Introduction: In this experiment, we used an air track to measure the acceleration of gravity and the work energy theorem. We were given a linear air track with glider and air pulley, a computer o measure all of the data, a PASCO PASPort USB link, a motion sensor, a small block and a 1 ounce lead weight with clip and paper tape. There were two investigations in this experiment. In investigation 1, we had to keep the air track inclined and then switch the power of the apparatus and the motion sensor on, so that the PASCO Capstone could measure the motion and can print a graph representing the motion of the glider. As we had the graph, we had to then calculate the velocity and the average position of the glider to plot a graph of velocity^2 against the average position to find out the acceleration due to gravity and the percentage difference in the actual and he experimental value. For investigation 2, we had to repeat the same experiment with the some details changed. First of all, we had to keep the air track horizontal instead of inclined and we had to hang the 1 once lead with the clip on the other end of the glider. This experiment was conducted to understand the work-energy theorem and to measure the acceleration due to gravity.

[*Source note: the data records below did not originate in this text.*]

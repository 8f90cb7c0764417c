//! Hypercube - the region of the hyperspace a chunk covers

use crate::chunk::SizeHint;
use crate::dimension::{DimensionSlice, Hyperspace, Point};
use crate::{HyperError, Result};
use serde::{Deserialize, Serialize};
use std::fmt;

/// One slice per dimension, in hyperspace order
#[derive(Debug, Clone, PartialEq, Eq, Hash, Serialize, Deserialize)]
pub struct Hypercube {
    pub slices: Vec<DimensionSlice>,
}

impl Hypercube {
    pub fn new(slices: Vec<DimensionSlice>) -> Self {
        Self { slices }
    }

    /// Compute the aligned hypercube that would hold `point`.
    ///
    /// `hints` carries one size hint per dimension; space dimensions ignore
    /// theirs.
    pub fn from_point(space: &Hyperspace, point: &Point, hints: &[SizeHint]) -> Result<Self> {
        if point.len() != space.num_dimensions() || hints.len() != space.num_dimensions() {
            return Err(HyperError::Validation(format!(
                "point {} has {} coordinates, hyperspace has {} dimensions",
                point,
                point.len(),
                space.num_dimensions()
            )));
        }
        let slices = space
            .iter()
            .zip(point.coordinates.iter())
            .zip(hints.iter())
            .map(|((dim, &coordinate), hint)| dim.slice_for_value(coordinate, hint))
            .collect::<Result<Vec<_>>>()?;
        Ok(Self { slices })
    }

    pub fn num_slices(&self) -> usize {
        self.slices.len()
    }

    pub fn slice(&self, index: usize) -> Option<&DimensionSlice> {
        self.slices.get(index)
    }

    /// True when every dimension's slice contains the point's coordinate
    pub fn contains(&self, point: &Point) -> bool {
        self.slices.len() == point.len()
            && self
                .slices
                .iter()
                .zip(point.coordinates.iter())
                .all(|(slice, &c)| slice.contains(c))
    }

    /// True when the two cubes share at least one point
    pub fn collides(&self, other: &Hypercube) -> bool {
        self.slices.len() == other.slices.len()
            && self
                .slices
                .iter()
                .zip(other.slices.iter())
                .all(|(a, b)| a.overlaps(b))
    }

    /// Extend with the all-covering slice of a newly added dimension
    pub fn push_full_slice(&mut self) {
        self.slices.push(DimensionSlice::full());
    }

    /// Shrink this cube until it no longer collides with `other`.
    ///
    /// `point` must lie in this cube and outside `other`. The cut happens
    /// on the first dimension where `other` does not contain the point, so
    /// the point stays inside the result.
    pub fn cut(&mut self, other: &Hypercube, point: &Point) -> bool {
        if !self.collides(other) {
            return true;
        }
        for (i, slice) in self.slices.iter_mut().enumerate() {
            let (Some(theirs), Some(coordinate)) = (other.slices.get(i), point.coordinate(i)) else {
                return false;
            };
            if slice.cut(theirs, coordinate) {
                return !slice.is_empty();
            }
        }
        false
    }
}

impl fmt::Display for Hypercube {
    fn fmt(&self, f: &mut fmt::Formatter<'_>) -> fmt::Result {
        write!(f, "{{")?;
        for (i, slice) in self.slices.iter().enumerate() {
            if i > 0 {
                write!(f, " x ")?;
            }
            write!(f, "{}", slice)?;
        }
        write!(f, "}}")
    }
}

#[cfg(test)]
mod tests {
    use super::*;
    use crate::dimension::DimensionSpec;

    fn cube(slices: &[(i64, i64)]) -> Hypercube {
        Hypercube::new(slices.iter().map(|&(s, e)| DimensionSlice::new(s, e)).collect())
    }

    #[test]
    fn test_from_point() {
        let space = Hyperspace::new(vec![
            DimensionSpec::time("time", 100),
            DimensionSpec::space("device", 4),
        ])
        .unwrap();
        let hints = [SizeHint { interval_length: 100 }, SizeHint { interval_length: 100 }];

        let point = Point::new(vec![250, 2]);
        let cube = Hypercube::from_point(&space, &point, &hints).unwrap();
        assert_eq!(cube.slices, vec![DimensionSlice::new(200, 300), DimensionSlice::unit(2)]);
        assert!(cube.contains(&point));

        let short = Point::new(vec![250]);
        assert!(Hypercube::from_point(&space, &short, &hints).is_err());
    }

    #[test]
    fn test_contains_and_collides() {
        let a = cube(&[(0, 100), (0, 1)]);
        let b = cube(&[(50, 150), (0, 1)]);
        let c = cube(&[(50, 150), (1, 2)]);

        assert!(a.contains(&Point::new(vec![99, 0])));
        assert!(!a.contains(&Point::new(vec![100, 0])));
        assert!(!a.contains(&Point::new(vec![50])));

        assert!(a.collides(&b));
        // Different space partition
        assert!(!a.collides(&c));
    }

    #[test]
    fn test_cut_separates_on_time() {
        let existing = cube(&[(0, 100), (i64::MIN, i64::MAX)]);
        let mut candidate = cube(&[(0, 200), (1, 2)]);
        let point = Point::new(vec![150, 1]);

        assert!(candidate.cut(&existing, &point));
        assert_eq!(candidate, cube(&[(100, 200), (1, 2)]));
        assert!(!candidate.collides(&existing));
        assert!(candidate.contains(&point));
    }

    #[test]
    fn test_push_full_slice() {
        let mut c = cube(&[(0, 100)]);
        c.push_full_slice();
        assert!(c.contains(&Point::new(vec![5, 12345])));
        assert!(c.contains(&Point::new(vec![5, -7])));
    }
}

Investigation 1: Procedure: In this investigation, first we had to keep the air track inclined so that we could measure the motion in an incline. Then we switched the power of the motion sensor and the apparatus on, so that the glider moves to the other end due to the force of gravity. The surface of the glider and the apparatus were smooth, so that the frictional force acting on the experiment is only on the upward direction due to which there are two slopes produced. As the glider, moved to the other

side it collided at the end three to 4 times, so that the computer could graph its movement and position as it had a changing kinetic energy. After we had all our data, we used the metrics known to us to calculate the velocity, velocity^2 and the average position in order to learn more about the work-energy theorem and then we plotted a graph of position against time and a graph of velocity’^2 against average position. The latter graph had two lines due to which we had two slopes which helped us the find the average acceleration due to gravity.

Data Processing: Chart Title 1.4 1.2

Positon(m)

1 0.8 0.6 0.4 0.2 0

0

2

4

6

8

Time(s)

10

12

14

16

18

0.7

Linear ()

0.6 f(x) = 0.48 x − 0.07

Velocity ^2 (m/s)

0.5

Linear () Linear ()

Linear () Linear ()

Linear ()

f(x) = 0.57 x − 0.23

0.4

0.3

0.2

0.1

0

0

0.2

0.4

0.6

0.8

1

1.2

1.4

Ave Positon (m)

0.5692 = 2gsin (1.78) 0.4817 = 2gsin (1.78) Acceleration = 9.1629 m/s^2 Percentage difference = 6.5%

Investigation 2: Procedure: This investigation was very similar to the first investigation. We had to mostly repeat the same steps but first we had to keep the air track straight so that there is no incline and we could measure the motion of the glider horizontally. Then we had to attach a 1 ounce lead weight with a paper clip on the other side of the glider so that it has a mass while it moves and the motion sensor catches the motion of the glider. The rest of the experiment was the exact same as we calculated the velocity, velocity^2 and the average position of the glider with the given metrics and then drew the same graphs to have two different slopes which then helped us to find out the acceleration due to gravity.

Data Processing:

Chart Title 1.4 1.2 1 0.8 0.6 0.4 0.2 0

0

1

2

3

4

5

6

7

8

9

1.2 f(x) = 1.29 x − 0.48

1

0.8

f(x) = 1.52 x − 1.16

0.6

0.4

0.2

0 0.2

0.4

0.6

0.8

2(.03)*g/ (0.03+.337) = 1.29 2(.03)*g/ (0.03+.337) = 1.5214 Acceleration = 8.59 m/s^2 Percent Difference = 12%

Conclusion: In investigation 1, Acceleration due to gravity = 9.1629 m/s^2 Percentage difference in actual value = 6.50% In investigation 2, Acceleration due to gravity = 8.59 m/s^2

1

1.2

1.4

Percentage difference in actual value = 12%

Evaluation: The different errors that could have possibly been made while calculating the acceleration could be: 1. Systematic errors = the errors that could have been made by us while conducting the experiment like not keeping the air track completely straight or taking the reading of the motion wrong. 2. Random errors = the errors that were not made by us but happened because the experiment was conducted once and so may have been there due to lack of precision like the lead weight moving because of the loose paper tape that made it stuck to the glider.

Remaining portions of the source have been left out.